Os incêndios que consomem o bioma amazônico são uma das etapas da exploração econômica da floresta, que vem sendo convocada pela economia mundial para fornecer vitualhas e matérias-primas baratas, permitindo a manutenção do preço dos salários nos países mais desenvolvidos e o aumento do lucro em graduação global. Essa é a avaliação do professor de economia Gilberto de Souza Marques, da Universidade Federalista do Pará (UFPA).
Responsável do livro Amazônia: riqueza, degradação e saque, o profissional destaca que a agropecuária, a mineração e o setor madeireiro são as principais atividades que contribuem para o desmatamento da Amazônia e que a grilagem de terreno alimenta essa exploração econômica.

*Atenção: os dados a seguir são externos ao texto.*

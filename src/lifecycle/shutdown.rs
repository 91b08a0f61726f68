//! Shutdown coordination.

use tokio::sync::broadcast;

/// Coordinator for graceful shutdown.
///
/// The HTTP server and the cache sweeper each hold a receiver; triggering
/// stops both.
#[derive(Clone)]
pub struct Shutdown {
    tx: broadcast::Sender<()>,
}

impl Shutdown {
    pub fn new() -> Self {
        let (tx, _) = broadcast::channel(1);
        Self { tx }
    }

    /// Subscribe to the shutdown signal.
    pub fn subscribe(&self) -> broadcast::Receiver<()> {
        self.tx.subscribe()
    }

    /// Trigger the shutdown signal.
    pub fn trigger(&self) {
        let _ = self.tx.send(());
    }

    /// Number of tasks still listening.
    pub fn receiver_count(&self) -> usize {
        self.tx.receiver_count()
    }
}

impl Default for Shutdown {
    fn default() -> Self {
        Self::new()
    }
}
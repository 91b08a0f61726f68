//! Shared utilities for integration testing.

#![allow(dead_code)]

use axum::{
    body::Bytes,
    extract::State,
    http::{HeaderMap, StatusCode, Uri},
    response::IntoResponse,
    routing::any,
    Router,
};
use std::net::SocketAddr;
use std::sync::{Arc, Mutex};
use std::time::Duration;
use tokio::net::TcpListener;

use site_orchestrator::config::SiteCheckConfig;
use site_orchestrator::{HttpServer, ServiceRole, Shutdown};

pub const ORCH_TOKEN: &str = "public-token";
pub const INTERNAL_TOKEN: &str = "internal-token";

/// A request seen by a mock backend.
#[derive(Debug, Clone)]
pub struct Recorded {
    pub path: String,
    pub headers: HeaderMap,
    pub body: Bytes,
}

impl Recorded {
    pub fn header(&self, name: &str) -> Option<&str> {
        self.headers.get(name).and_then(|v| v.to_str().ok())
    }

    pub fn json(&self) -> serde_json::Value {
        serde_json::from_slice(&self.body).unwrap()
    }
}

pub type Log = Arc<Mutex<Vec<Recorded>>>;

#[derive(Clone)]
struct MockState {
    log: Log,
    routes: Arc<Vec<(String, u16, Bytes)>>,
    delay: Duration,
}

async fn mock_handler(
    State(state): State<MockState>,
    uri: Uri,
    headers: HeaderMap,
    body: Bytes,
) -> impl IntoResponse {
    let path = uri
        .path_and_query()
        .map(|p| p.as_str().to_string())
        .unwrap_or_default();
    state.log.lock().unwrap().push(Recorded {
        path: path.clone(),
        headers,
        body,
    });
    if !state.delay.is_zero() {
        tokio::time::sleep(state.delay).await;
    }

    for (prefix, status, reply) in state.routes.iter() {
        if path.starts_with(prefix.as_str()) {
            return (StatusCode::from_u16(*status).unwrap(), reply.clone());
        }
    }
    (StatusCode::NOT_FOUND, Bytes::from_static(b"not found"))
}

/// Start a mock backend answering path prefixes with fixed replies.
/// The first matching prefix wins.
pub async fn start_mock_backend(routes: Vec<(&str, u16, &str)>) -> (SocketAddr, Log) {
    start_delayed_backend(routes, Duration::ZERO).await
}

/// Like [`start_mock_backend`], but every reply is held back by `delay`.
/// Requests are recorded on arrival.
pub async fn start_delayed_backend(routes: Vec<(&str, u16, &str)>, delay: Duration) -> (SocketAddr, Log) {
    let log: Log = Arc::default();
    let state = MockState {
        log: log.clone(),
        routes: Arc::new(
            routes
                .into_iter()
                .map(|(p, s, b)| (p.to_string(), s, Bytes::from(b.to_string())))
                .collect(),
        ),
        delay,
    };
    let app = Router::new()
        .route("/", any(mock_handler))
        .route("/{*path}", any(mock_handler))
        .with_state(state);

    let listener = TcpListener::bind("127.0.0.1:0").await.unwrap();
    let addr = listener.local_addr().unwrap();
    tokio::spawn(async move {
        let _ = axum::serve(listener, app).await;
    });
    (addr, log)
}

/// Config with known tokens and plain-HTTP site access.
pub fn test_config() -> SiteCheckConfig {
    let mut config = SiteCheckConfig::default();
    config.auth.orch_token = ORCH_TOKEN.into();
    config.auth.internal_token = INTERNAL_TOKEN.into();
    config.sites.scheme = "http".into();
    config.sites.timeout_secs = 5;
    config.downstream.timeout_secs = 5;
    config
}

/// Run `role` on an ephemeral port. Dropping the returned `Shutdown` does
/// not stop it; call `trigger`.
pub async fn start_service(role: ServiceRole, config: SiteCheckConfig) -> (SocketAddr, Shutdown) {
    let shutdown = Shutdown::new();
    let server = HttpServer::new(role, config).unwrap();
    let listener = TcpListener::bind("127.0.0.1:0").await.unwrap();
    let addr = listener.local_addr().unwrap();
    let receiver = shutdown.subscribe();
    tokio::spawn(async move {
        let _ = server.run(listener, receiver).await;
    });
    tokio::time::sleep(Duration::from_millis(50)).await;
    (addr, shutdown)
}

pub fn client() -> reqwest::Client {
    reqwest::Client::builder()
        .pool_max_idle_per_host(0)
        .no_proxy()
        .build()
        .unwrap()
}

Marques questiona o padrão econômico imposto ao bioma, argumentando que nem tudo que gera muito lucro é o melhor para o conjunto da sociedade brasileira. Ou por outra, afirma que a Amazônia já está internacionalizada porque as grandes multinacionais da mineração e do agronegócio são as que controlam a economia dominante na região.
Para o profissional em economia política, natureza e desenvolvimento, as experiências dos povos indígenas e comunidades tradicionais são as sementes de esperança que devem ser regadas para se contrapor à monocultura na região amazônica.
Confira a entrevista completa:
Filial Brasil: Qual a relação da ruína da Amazônia com a exploração econômica do bioma?
Gilberto Marques: A Amazônia tem duas grandes tarefas no mundo que são incompatíveis. A primeira é contribuir para aumentar a rentabilidade do capital nas economias centrais, com o rebaixamento dos custos de produção. Isso significa produzir matérias-primas baratas de exportação para a China e para a Europa, porquê o ferro, a soja e outros produtos.
Ao produzir vitualhas baratos, a Amazônia diminui a pressão para elevação salarial nesses países e contribui para levantar as taxas de lucro em meio a uma economia global que vive sucessivas crises de rentabilidade do capital.
A segunda tarefa da Amazônia é contribuir para reduzir os efeitos do aquecimento global, em privado a emissão de gases de efeito estufa. Na atualidade, essas duas tarefas são incompatíveis porque a primeira tarefa impõe um ritmo de apropriação da natureza porquê nunca visto nos 13 milénio anos de existência humana na Amazônia.
Esse ritmo ditado pela procura do lucro faz com que a natureza tenha dificuldade de se reconstituir, pois são atividades extremamente degradantes para a natureza.
Filial Brasil: Quais as principais atividades que contribuem para degradar a Amazônia?
Gilberto: Principalmente a mineração e o agronegócio associados à exploração madeireira. E a propriedade mais gritante na Amazônia é que o permitido se alimenta do proibido e o proibido do permitido.
O setor pecuarista, que se apropria de terras públicas e que utiliza muitas vezes o trabalho servo, continua, de alguma forma, vendendo o seu rebanho para as grandes cadeias da comercialização dos grandes frigoríficos, direta ou indiretamente.
Indiretamente porque eles maquiam esse rebanho [de áreas griladas] e os frigoríficos sabem disso. O rebanho que não pode ser vendido para Europa, por exemplo, porque tem regras mais rígidas, segue para o Nordeste ou o Sudeste, abastecendo esses mercados regionais e permitindo que os rebanhos criados nessas regiões possam ser exportados sem prejuízo do consumo lugar. Direta ou indiretamente, o rebanho amazônico, mesmo criado em áreas ilegais, entra nas grandes cadeias de proteína bicho do planeta.
Em 2021, o principal resultado exportado pelo município de São Paulo foi o ouro, com aproximadamente 27% de tudo que o município exportou. De onde vem esse ouro que entra nos grandes circuitos legais da financeirização da economia? Esse ouro sai, em grande medida, dos circuitos ilegais que estão destruindo a Amazônia.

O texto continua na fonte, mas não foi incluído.